┌─ Listed records

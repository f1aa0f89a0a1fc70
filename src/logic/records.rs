//! Record checks and listing columns
//!
//! Lookups come back as loose JSON. These functions decide whether a lookup
//! actually found something and pull display columns out of listing rows,
//! falling back across the alternate field names the backends use.

use serde_json::Value;

use crate::config::EndpointGroup;
use crate::Entity;

/// JavaScript-style truthiness for a JSON value
pub fn is_truthy(value: &Value) -> bool {
    match value {
        Value::Null => false,
        Value::Bool(b) => *b,
        Value::Number(n) => n.as_f64().map(|f| f != 0.0 && !f.is_nan()).unwrap_or(true),
        Value::String(s) => !s.is_empty(),
        Value::Array(_) | Value::Object(_) => true,
    }
}

fn field_is_truthy(value: &Value, key: &str) -> bool {
    value.get(key).map(is_truthy).unwrap_or(false)
}

/// Whether a lookup reply describes an existing record.
///
/// The banner delete check endpoint answers with an empty object for unknown
/// ids, so it is judged by its title fields; every other lookup by its `id`.
pub fn is_found(entity: Entity, group: EndpointGroup, value: &Value) -> bool {
    let Some(object) = value.as_object() else {
        return false;
    };
    if object.is_empty() {
        return false;
    }
    match (entity, group) {
        (Entity::Banner, EndpointGroup::Delete) => {
            field_is_truthy(value, "title") && field_is_truthy(value, "title_detail")
        }
        _ => field_is_truthy(value, "id"),
    }
}

/// Render a scalar JSON value as plain text
pub fn value_text(value: &Value) -> String {
    match value {
        Value::String(s) => s.clone(),
        Value::Null => String::new(),
        other => other.to_string(),
    }
}

/// First truthy field among `keys`, as text
pub fn first_text(value: &Value, keys: &[&str]) -> Option<String> {
    keys.iter()
        .filter_map(|key| value.get(*key))
        .find(|v| is_truthy(v))
        .map(value_text)
}

fn text_or(value: &Value, keys: &[&str], fallback: &str) -> String {
    first_text(value, keys).unwrap_or_else(|| fallback.to_string())
}

/// Column headers for a listing table
pub fn columns(entity: Entity) -> &'static [&'static str] {
    match entity {
        Entity::Banner => &["ID", "Title", "Detail", "Redirect URL"],
        Entity::Course => &["ID", "Title", "Description", "Price", "Duration"],
        Entity::Test => &["ID", "Title", "Description", "Duration", "Questions", "Status"],
    }
}

/// Display cells for one listing row, matching `columns`
pub fn row_cells(entity: Entity, row: &Value) -> Vec<String> {
    let id = text_or(row, &["id"], "N/A");
    match entity {
        Entity::Banner => vec![
            id,
            text_or(row, &["title"], "Untitled Banner"),
            text_or(row, &["title_detail"], "No detail available"),
            text_or(row, &["urlToDirect"], "No URL"),
        ],
        Entity::Course => {
            let price = match first_text(row, &["price"]) {
                Some(price) => format!("${}", price),
                None => "Free".to_string(),
            };
            vec![
                id,
                text_or(row, &["title", "name"], "Untitled Course"),
                text_or(row, &["description", "desc"], "No description"),
                price,
                text_or(row, &["duration", "time"], "N/A"),
            ]
        }
        Entity::Test => vec![
            id,
            text_or(row, &["title", "name"], "Untitled Test"),
            text_or(row, &["description", "desc"], "No description"),
            text_or(row, &["duration", "time"], "N/A"),
            question_count(row).to_string(),
            if field_is_truthy(row, "active") {
                "Active".to_string()
            } else {
                "Inactive".to_string()
            },
        ],
    }
}

/// `questionCount`, else the length of `questions`, else 0
pub fn question_count(row: &Value) -> u64 {
    if let Some(count) = row.get("questionCount").and_then(Value::as_u64) {
        if count > 0 {
            return count;
        }
    }
    row.get("questions")
        .and_then(Value::as_array)
        .map(|q| q.len() as u64)
        .unwrap_or(0)
}

/// Pretty-printed JSON for the details popup
pub fn pretty_json(value: &Value) -> String {
    serde_json::to_string_pretty(value).unwrap_or_else(|_| value.to_string())
}

#[cfg(test)]
mod tests {
    use super::*;
    use serde_json::json;

    #[test]
    fn test_lookup_requires_id() {
        let group = EndpointGroup::Modify;
        assert!(is_found(Entity::Course, group, &json!({"id": 4, "name": "Rust"})));
        assert!(!is_found(Entity::Course, group, &json!({"name": "Rust"})));
        assert!(!is_found(Entity::Course, group, &json!({"id": 0})));
        assert!(!is_found(Entity::Course, group, &json!({"id": null})));
        assert!(!is_found(Entity::Test, group, &json!({})));
        assert!(!is_found(Entity::Test, group, &json!("not an object")));
    }

    #[test]
    fn test_banner_delete_check_uses_titles() {
        let group = EndpointGroup::Delete;
        assert!(is_found(
            Entity::Banner,
            group,
            &json!({"title": "Sale", "title_detail": "Big"})
        ));
        assert!(!is_found(Entity::Banner, group, &json!({"id": 1, "title": "Sale"})));
        assert!(!is_found(Entity::Banner, group, &json!({})));
    }

    #[test]
    fn test_course_row_fallbacks() {
        let cells = row_cells(Entity::Course, &json!({"id": 2, "name": "Algebra", "desc": "Basics"}));
        assert_eq!(cells, vec!["2", "Algebra", "Basics", "Free", "N/A"]);

        let cells = row_cells(
            Entity::Course,
            &json!({"id": 3, "title": "Geometry", "name": "ignored", "price": 250, "time": "3h"}),
        );
        assert_eq!(cells, vec!["3", "Geometry", "No description", "$250", "3h"]);
    }

    #[test]
    fn test_test_row_counts_and_status() {
        let cells = row_cells(
            Entity::Test,
            &json!({"id": 9, "title": "Mock", "questions": [1, 2, 3], "active": true}),
        );
        assert_eq!(cells[4], "3");
        assert_eq!(cells[5], "Active");

        let cells = row_cells(Entity::Test, &json!({"questionCount": 40}));
        assert_eq!(cells[0], "N/A");
        assert_eq!(cells[1], "Untitled Test");
        assert_eq!(cells[4], "40");
        assert_eq!(cells[5], "Inactive");
    }

    #[test]
    fn test_banner_row_defaults() {
        let cells = row_cells(Entity::Banner, &json!({"id": "b1"}));
        assert_eq!(cells, vec!["b1", "Untitled Banner", "No detail available", "No URL"]);
        assert_eq!(cells.len(), columns(Entity::Banner).len());
    }

    #[test]
    fn test_pretty_json_is_indented() {
        let text = pretty_json(&json!({"id": 1}));
        assert_eq!(text, "{\n  \"id\": 1\n}");
    }
}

└─

** Activity **
Note how many lines of the records contain the string "questionCount", and give that number with nothing added.

** Result below **
3